Naira Stability Is Costing Nigeria as Reserves Fall, Yields Rise
(Bloomberg) -- Nigeria’s central bank has done a good job keeping the naira stable, but it’s paying a high price.
The currency of Africa’s biggest oil producer has barely budged this year, weakening less than 1 percent against the dollar. That compares with 14 percent for South Africa’s rand and 4.3 percent for major emerging-market currencies, which have been battered by the dollar’s strength and trade tensions between the U.S. and China.
The cost for Nigeria has come in the form of falling reserves and higher bond yields needed to prop up the currency and attract portfolio investors. Since peaking in mid-May, foreign-exchange reserves have dropped by $5.9 billion, or 12 percent, to $42 billion.
Yields on the government’s one-year naira bills have soared more than 450 basis points in that time to 16.6 percent, the highest level this year.
Central bank Governor Godwin Emefiele is content for now. In this environment, Nigeria has to choose between building reserves and having a stable currency and the latter is preferable, he said last month at the International Monetary Fund’s annual meetings in Bali.
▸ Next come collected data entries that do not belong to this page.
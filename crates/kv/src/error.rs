/// Errors surfaced by store implementations and the typed accessors
/// layered on top of them.
///
/// Callers do not retry: a store failure propagates up and becomes an
/// HTTP 500 at the API boundary.
#[derive(Debug, thiserror::Error)]
pub enum KvError {
    /// A stored value did not decode into the expected shape, or an
    /// input value failed to encode.
    #[error("KV serialization error: {0}")]
    Serialization(#[from] serde_json::Error),

    /// Backend-specific failure.
    #[error("KV store error: {0}")]
    Store(String),
}
//! Session-resolving middleware.
//!
//! Runs before every card/kv/events/user handler: resolves the request
//! cookie to a user (creating one on first contact), stores it as a
//! request extension, and merges any freshly issued `Set-Cookie` into
//! the response.

use axum::extract::{Request, State};
use axum::http::{header, HeaderValue};
use axum::middleware::Next;
use axum::response::Response;

use corkboard_core::user::User;

use crate::error::AppError;
use crate::state::AppState;

/// The acting user for the current request, available to handlers via
/// `Extension<CurrentUser>`.
#[derive(Debug, Clone)]
pub struct CurrentUser(pub User);

pub async fn resolve_session(
    State(state): State<AppState>,
    mut request: Request,
    next: Next,
) -> Result<Response, AppError> {
    let cookie_header = request
        .headers()
        .get(header::COOKIE)
        .and_then(|value| value.to_str().ok())
        .map(ToOwned::to_owned);

    let resolved = state.sessions.resolve_user(cookie_header.as_deref()).await?;
    request.extensions_mut().insert(CurrentUser(resolved.user));

    let mut response = next.run(request).await;

    if let Some(cookie) = resolved.set_cookie {
        match HeaderValue::from_str(&cookie) {
            Ok(value) => {
                response.headers_mut().append(header::SET_COOKIE, value);
            }
            Err(error) => tracing::error!(%error, "session cookie is not a valid header value"),
        }
    }

    Ok(response)
}
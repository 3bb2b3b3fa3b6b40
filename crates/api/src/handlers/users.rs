//! Current-user endpoints.

use std::collections::HashMap;

use axum::extract::State;
use axum::{Extension, Json};
use serde::Deserialize;
use serde_json::Value;

use corkboard_core::error::CoreError;
use corkboard_core::user::User;
use corkboard_kv::KvError;

use crate::error::AppResult;
use crate::extract::AppJson;
use crate::keyspace;
use crate::middleware::session::CurrentUser;
use crate::state::AppState;

#[derive(Debug, Deserialize)]
#[serde(rename_all = "camelCase")]
pub struct UpdatePreferencesRequest {
    pub theme: Option<String>,
    pub language: Option<String>,
    pub notifications: Option<bool>,
    /// Unknown keys merge into the open-ended extension map.
    #[serde(flatten)]
    pub extra: HashMap<String, Value>,
}

/// GET /me
pub async fn me(Extension(CurrentUser(user)): Extension<CurrentUser>) -> Json<User> {
    Json(user)
}

/// PUT /me/preferences
///
/// Partial update: absent fields keep their stored values.
pub async fn update_preferences(
    State(state): State<AppState>,
    Extension(CurrentUser(user)): Extension<CurrentUser>,
    AppJson(body): AppJson<UpdatePreferencesRequest>,
) -> AppResult<Json<User>> {
    let key = keyspace::user(&user.id);
    let mut stored = state
        .relay
        .get_json::<User>(&key)
        .await?
        .ok_or(CoreError::NotFound)?;

    if let Some(theme) = body.theme {
        stored.preferences.theme = theme;
    }
    if let Some(language) = body.language {
        stored.preferences.language = language;
    }
    if let Some(notifications) = body.notifications {
        stored.preferences.notifications = notifications;
    }
    stored.preferences.extra.extend(body.extra);

    let value = serde_json::to_value(&stored).map_err(KvError::from)?;
    state.relay.store().set(&key, value).await?;

    tracing::debug!(user_id = %stored.id, "preferences updated");
    Ok(Json(stored))
}
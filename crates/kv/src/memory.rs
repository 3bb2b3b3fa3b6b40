//! In-process store backed by an ordered map.

use std::collections::BTreeMap;
use std::ops::Bound;

use async_trait::async_trait;
use serde_json::Value;
use tokio::sync::RwLock;

use crate::atomic::{AtomicOp, CommitResult, Mutation};
use crate::error::KvError;
use crate::key::KvKey;
use crate::store::{KvEntry, KvStore};

#[derive(Debug, Clone)]
struct Versioned {
    value: Value,
    version: u64,
}

#[derive(Debug, Default)]
struct Inner {
    entries: BTreeMap<KvKey, Versioned>,
    next_version: u64,
}

impl Inner {
    fn bump(&mut self) -> u64 {
        self.next_version += 1;
        self.next_version
    }
}

/// `BTreeMap`-backed [`KvStore`].
///
/// The map's key order is the structural tuple order, so prefix listing
/// is a bounded range scan. All mutations run under one write lock,
/// which is what makes [`atomic`](KvStore::atomic) all-or-nothing.
#[derive(Debug, Default)]
pub struct MemoryKv {
    inner: RwLock<Inner>,
}

impl MemoryKv {
    pub fn new() -> Self {
        Self::default()
    }
}

#[async_trait]
impl KvStore for MemoryKv {
    async fn get(&self, key: &KvKey) -> Result<Option<KvEntry>, KvError> {
        let inner = self.inner.read().await;
        Ok(inner.entries.get(key).map(|stored| KvEntry {
            key: key.clone(),
            value: stored.value.clone(),
            version: stored.version,
        }))
    }

    async fn set(&self, key: &KvKey, value: Value) -> Result<u64, KvError> {
        let mut inner = self.inner.write().await;
        let version = inner.bump();
        inner.entries.insert(key.clone(), Versioned { value, version });
        Ok(version)
    }

    async fn delete(&self, key: &KvKey) -> Result<(), KvError> {
        let mut inner = self.inner.write().await;
        inner.entries.remove(key);
        Ok(())
    }

    async fn list(&self, prefix: &KvKey, limit: Option<usize>) -> Result<Vec<KvEntry>, KvError> {
        let inner = self.inner.read().await;
        // Keys extending the prefix sit in one contiguous range directly
        // after the prefix itself, which is excluded from results.
        let range = inner
            .entries
            .range::<KvKey, _>((Bound::Excluded(prefix), Bound::Unbounded));

        let mut out = Vec::new();
        for (key, stored) in range {
            if !key.starts_with(prefix) {
                break;
            }
            out.push(KvEntry {
                key: key.clone(),
                value: stored.value.clone(),
                version: stored.version,
            });
            if limit.is_some_and(|cap| out.len() >= cap) {
                break;
            }
        }
        Ok(out)
    }

    async fn atomic(&self, op: AtomicOp) -> Result<CommitResult, KvError> {
        let mut inner = self.inner.write().await;

        for check in &op.checks {
            let current = inner.entries.get(&check.key).map(|stored| stored.version);
            if current != check.version {
                tracing::debug!(key = %check.key, "atomic commit conflict");
                return Ok(CommitResult::Conflict);
            }
        }

        // One commit version stamps every write in the batch.
        let version = inner.bump();
        for mutation in op.mutations {
            match mutation {
                Mutation::Set { key, value } => {
                    inner.entries.insert(key, Versioned { value, version });
                }
                Mutation::Delete { key } => {
                    inner.entries.remove(&key);
                }
            }
        }
        Ok(CommitResult::Committed { version })
    }
}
Nigeria’s buffers are still large. Standard Bank Group Ltd. estimates that its reserves equate to almost 13 months of imports, which is much higher than the IMF’s recommendation of at least three months’ worth of cover.
But the central bank might get nervous if they dip below $40 billion, which could happen as soon as this month, especially with investors getting jittery about February’s elections, according to analysts at Standard Bank’s Nigerian unit.
“What price do we have to pay to keep the currency stable?” they said in a note on Thursday. “The effective yield on the 1-year T-bill is now about 17 percent. With elections just around the corner, we might just need as much as 20 percent to convince fixed-income investors to roll over.”